**DATA FOR REVIEW:**
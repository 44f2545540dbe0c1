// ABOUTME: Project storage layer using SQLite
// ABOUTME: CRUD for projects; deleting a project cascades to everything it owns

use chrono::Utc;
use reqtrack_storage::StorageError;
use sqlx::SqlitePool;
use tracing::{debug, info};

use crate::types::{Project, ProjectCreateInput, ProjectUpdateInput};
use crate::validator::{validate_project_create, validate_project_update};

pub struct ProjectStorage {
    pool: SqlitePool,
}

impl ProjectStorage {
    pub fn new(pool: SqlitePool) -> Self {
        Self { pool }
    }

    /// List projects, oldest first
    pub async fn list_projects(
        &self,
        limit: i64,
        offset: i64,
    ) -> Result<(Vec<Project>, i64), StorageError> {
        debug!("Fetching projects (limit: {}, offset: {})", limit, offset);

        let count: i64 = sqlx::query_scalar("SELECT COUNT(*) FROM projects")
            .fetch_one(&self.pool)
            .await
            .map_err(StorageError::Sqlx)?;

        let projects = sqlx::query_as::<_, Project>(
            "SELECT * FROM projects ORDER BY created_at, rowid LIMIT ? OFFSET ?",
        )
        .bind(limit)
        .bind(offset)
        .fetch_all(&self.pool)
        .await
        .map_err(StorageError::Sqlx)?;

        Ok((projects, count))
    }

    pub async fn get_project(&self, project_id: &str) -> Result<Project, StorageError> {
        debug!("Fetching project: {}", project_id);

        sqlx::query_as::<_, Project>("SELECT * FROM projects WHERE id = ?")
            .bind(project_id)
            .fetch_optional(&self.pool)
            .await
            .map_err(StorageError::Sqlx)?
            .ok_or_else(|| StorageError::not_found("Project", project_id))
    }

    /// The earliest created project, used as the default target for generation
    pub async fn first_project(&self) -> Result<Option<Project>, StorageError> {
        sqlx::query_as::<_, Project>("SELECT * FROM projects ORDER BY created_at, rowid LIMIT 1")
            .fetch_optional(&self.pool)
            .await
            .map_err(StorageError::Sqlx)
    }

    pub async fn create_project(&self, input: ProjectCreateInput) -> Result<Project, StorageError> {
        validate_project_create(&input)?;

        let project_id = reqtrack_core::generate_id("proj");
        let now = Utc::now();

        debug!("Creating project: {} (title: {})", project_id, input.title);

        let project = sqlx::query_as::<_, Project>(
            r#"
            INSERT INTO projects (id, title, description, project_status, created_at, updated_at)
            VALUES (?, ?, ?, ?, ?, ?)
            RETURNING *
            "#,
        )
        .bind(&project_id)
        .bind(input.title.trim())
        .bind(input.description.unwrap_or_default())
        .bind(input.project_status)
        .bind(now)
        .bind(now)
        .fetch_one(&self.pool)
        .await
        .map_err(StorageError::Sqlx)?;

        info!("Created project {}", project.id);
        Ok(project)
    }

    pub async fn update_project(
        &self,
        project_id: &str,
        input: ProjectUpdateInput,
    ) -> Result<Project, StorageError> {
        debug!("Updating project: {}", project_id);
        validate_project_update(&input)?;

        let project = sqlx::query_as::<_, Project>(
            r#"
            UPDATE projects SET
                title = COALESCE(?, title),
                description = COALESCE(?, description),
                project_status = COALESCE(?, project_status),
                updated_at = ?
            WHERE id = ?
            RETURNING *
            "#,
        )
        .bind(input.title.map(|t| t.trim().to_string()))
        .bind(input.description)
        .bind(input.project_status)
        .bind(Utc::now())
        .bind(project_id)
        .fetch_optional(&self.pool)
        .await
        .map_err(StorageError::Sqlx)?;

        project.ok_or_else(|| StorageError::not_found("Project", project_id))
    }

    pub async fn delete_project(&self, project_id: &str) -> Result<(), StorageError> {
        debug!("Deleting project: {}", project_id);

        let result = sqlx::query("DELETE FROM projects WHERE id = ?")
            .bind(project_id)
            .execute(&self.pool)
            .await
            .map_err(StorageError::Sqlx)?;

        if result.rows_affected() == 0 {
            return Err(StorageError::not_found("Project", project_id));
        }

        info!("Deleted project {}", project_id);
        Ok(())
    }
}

**TASK STATEMENT:** The material above is to be transcribed in full, exactly as it appears.

**THE ANSWER:**
repository 44f2545540dbe0c1
// ABOUTME: Project storage layer using SQLite
// ABOUTME: CRUD for projects; deleting a project cascades to everything it owns

use chrono::Utc;
use reqtrack_storage::StorageError;
use sqlx::SqlitePool;
use tracing::{debug, info};

use crate::types::{Project, ProjectCreateInput, ProjectUpdateInput};
use crate::validator::{validate_project_create, validate_project_update};

pub struct ProjectStorage {
    pool: SqlitePool,
}

impl ProjectStorage {
    pub fn new(pool: SqlitePool) -> Self {
        Self { pool }
    }

    /// List projects, oldest first
    pub async fn list_projects(
        &self,
        limit: i64,
        offset: i64,
    ) -> Result<(Vec<Project>, i64), StorageError> {
        debug!("Fetching projects (limit: {}, offset: {})", limit, offset);

        let count: i64 = sqlx::query_scalar("SELECT COUNT(*) FROM projects")
            .fetch_one(&self.pool)
            .await
            .map_err(StorageError::Sqlx)?;

        let projects = sqlx::query_as::<_, Project>(
            "SELECT * FROM projects ORDER BY created_at, rowid LIMIT ? OFFSET ?",
        )
        .bind(limit)
        .bind(offset)
        .fetch_all(&self.pool)
        .await
        .map_err(StorageError::Sqlx)?;

        Ok((projects, count))
    }

    pub async fn get_project(&self, project_id: &str) -> Result<Project, StorageError> {
        debug!("Fetching project: {}", project_id);

        sqlx::query_as::<_, Project>("SELECT * FROM projects WHERE id = ?")
            .bind(project_id)
            .fetch_optional(&self.pool)
            .await
            .map_err(StorageError::Sqlx)?
            .ok_or_else(|| StorageError::not_found("Project", project_id))
    }

    /// The earliest created project, used as the default target for generation
    pub async fn first_project(&self) -> Result<Option<Project>, StorageError> {
        sqlx::query_as::<_, Project>("SELECT * FROM projects ORDER BY created_at, rowid LIMIT 1")
            .fetch_optional(&self.pool)
            .await
            .map_err(StorageError::Sqlx)
    }

    pub async fn create_project(&self, input: ProjectCreateInput) -> Result<Project, StorageError> {
        validate_project_create(&input)?;

        let project_id = reqtrack_core::generate_id("proj");
        let now = Utc::now();

        debug!("Creating project: {} (title: {})", project_id, input.title);

        let project = sqlx::query_as::<_, Project>(
            r#"
            INSERT INTO projects (id, title, description, project_status, created_at, updated_at)
            VALUES (?, ?, ?, ?, ?, ?)
            RETURNING *
            "#,
        )
        .bind(&project_id)
        .bind(input.title.trim())
        .bind(input.description.unwrap_or_default())
        .bind(input.project_status)
        .bind(now)
        .bind(now)
        .fetch_one(&self.pool)
        .await
        .map_err(StorageError::Sqlx)?;

        info!("Created project {}", project.id);
        Ok(project)
    }

    pub async fn update_project(
        &self,
        project_id: &str,
        input: ProjectUpdateInput,
    ) -> Result<Project, StorageError> {
        debug!("Updating project: {}", project_id);
        validate_project_update(&input)?;

        let project = sqlx::query_as::<_, Project>(
            r#"
            UPDATE projects SET
                title = COALESCE(?, title),
                description = COALESCE(?, description),
                project_status = COALESCE(?, project_status),
                updated_at = ?
            WHERE id = ?
            RETURNING *
            "#,
        )
        .bind(input.title.map(|t| t.trim().to_string()))
        .bind(input.description)
        .bind(input.project_status)
        .bind(Utc::now())
        .bind(project_id)
        .fetch_optional(&self.pool)
        .await
        .map_err(StorageError::Sqlx)?;

        project.ok_or_else(|| StorageError::not_found("Project", project_id))
    }

    pub async fn delete_project(&self, project_id: &str) -> Result<(), StorageError> {
        debug!("Deleting project: {}", project_id);

        let result = sqlx::query("DELETE FROM projects WHERE id = ?")
            .bind(project_id)
            .execute(&self.pool)
            .await
            .map_err(StorageError::Sqlx)?;

        if result.rows_affected() == 0 {
            return Err(StorageError::not_found("Project", project_id));
        }

        info!("Deleted project {}", project_id);
        Ok(())
    }
}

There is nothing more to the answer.